Restorative therapy using microglial depletion and repopulation for central nervous system injuries and diseases

Abstract

Microglia are important resident immune cells in the central nervous system (CNS) and play an important role in its development, homeostasis, and disease treatments. Activated microglia perform diverse functions in mouse models of CNS neurodegenerative diseases or deficits. In humans, microglia have been linked to various neurodegenerative diseases. Following brain or spinal cord injury, microglia express pro- and anti-inflammatory phenotypes at different stages of recovery. With the development of pharmacological and genetic tools for microglial depletion, studies have demonstrated that microglial depletion exerts both positive and negative effects in the treatment of CNS diseases. Notably, microglial depletion provides an empty niche that stimulates production of new microglia. Microglial depletion and repopulation can not only treat diseases by eliminating dysfunctional microglia but can also provide an indication of the molecular mechanisms of diseases. Although this approach has shown impressive results, its use is still in its infancy. In this review, we summarize the current pharmacological and genetic tools for microglial depletion and highlight recent advances in microglial repopulation therapy for the treatment and functional recovery of neurological diseases and deficits. Finally, we briefly discuss the therapeutic challenges and prospective uses of microglial repopulation therapy.

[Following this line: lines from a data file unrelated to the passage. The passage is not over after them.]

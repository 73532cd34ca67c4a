use chrono::{DateTime, Utc};
use sea_orm::entity::prelude::*;
use sea_orm::{DeriveActiveEnum, EnumIter};
use serde::{Deserialize, Serialize};
use utoipa::ToSchema;

#[derive(
    Debug, Clone, Copy, Serialize, Deserialize, PartialEq, Eq, ToSchema, DeriveActiveEnum, EnumIter,
)]
#[sea_orm(rs_type = "String", db_type = "Enum", enum_name = "transaction_type")]
#[serde(rename_all = "snake_case")]
pub enum TransactionType {
    #[sea_orm(string_value = "task_reward")]
    TaskReward,
    #[sea_orm(string_value = "referral_bonus")]
    ReferralBonus,
    #[sea_orm(string_value = "spin_win")]
    SpinWin,
    #[sea_orm(string_value = "withdrawal")]
    Withdrawal,
    #[sea_orm(string_value = "deposit")]
    Deposit,
    #[sea_orm(string_value = "admin_credit")]
    AdminCredit,
    #[sea_orm(string_value = "admin_debit")]
    AdminDebit,
}

impl std::fmt::Display for TransactionType {
    fn fmt(&self, f: &mut std::fmt::Formatter<'_>) -> std::fmt::Result {
        let s = match self {
            TransactionType::TaskReward => "task_reward",
            TransactionType::ReferralBonus => "referral_bonus",
            TransactionType::SpinWin => "spin_win",
            TransactionType::Withdrawal => "withdrawal",
            TransactionType::Deposit => "deposit",
            TransactionType::AdminCredit => "admin_credit",
            TransactionType::AdminDebit => "admin_debit",
        };
        write!(f, "{s}")
    }
}

/// Append-only ledger row. `amount` is signed: positive for credits,
/// negative for debits.
#[derive(Clone, Debug, PartialEq, DeriveEntityModel, Eq)]
#[sea_orm(table_name = "transactions")]
pub struct Model {
    #[sea_orm(primary_key)]
    pub id: i64,
    pub user_id: i64,
    pub transaction_type: TransactionType,
    pub amount: i64,
    pub balance_before: i64,
    pub balance_after: i64,
    pub description: Option<String>,
    pub reference_id: Option<i64>,
    /// "task" / "referral" / "milestone" / "spin" / "withdrawal" / "admin"
    pub reference_type: Option<String>,
    pub created_at: DateTime<Utc>,
}

#[derive(Copy, Clone, Debug, EnumIter, DeriveRelation)]
pub enum Relation {}

impl ActiveModelBehavior for ActiveModel {}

Keywords: central nervous system; depletion; diseases; microglia; repopulation.

Figure 1

Approaches for microglial depletion and multiple sources of microglial repopulation. Robust methods for depleting microglia in vivo include clodronate liposomes, genetic models and CSF1R inhibitors. These methods deplete microglia in the CNS effectively. After withdraw the intervention, microglia repopulate and return to normal levels in 1–2 weeks. The repopulated microglia in the retina are not derived from nestin-positive progenitor cells. The repopulated microglia in the center arise from the residual microglia in the optic nerve, while the periphery-emerging microglia are from macrophages in the ciliary body/iris. Spinal microglia can reproduce rapidly after removal, which is mainly driven by the process of self-renewal. Microglia in the brain may repopulate in one of three ways: stimulation of microglia progenitor cells that express nestin, proliferation of residual microglia, or infiltration of peripheral mononuclear cells.

Figure 2

Different functions of activated and repopulated microglia in CNS diseases. Microglial activation leads to cognitive deficits through excessive synaptic pruning and inhibition of synaptic transmission. At the same time, these cells promote the release of inflammatory factors, stimulate plaque formation, and directly damage neurons, which leads to CNS diseases. Repopulated microglia not only suppress the inflammatory response, but also limit neuritic dystrophy by promoting the transition from diffuse to compact-like plaques. These cells can restore cognitive function by promoting synaptic transmission and inhibiting excessive synaptic pruning. Furthermore, repopulated microglia mediate neuroprotective effects by inducing IL-6 within neurons.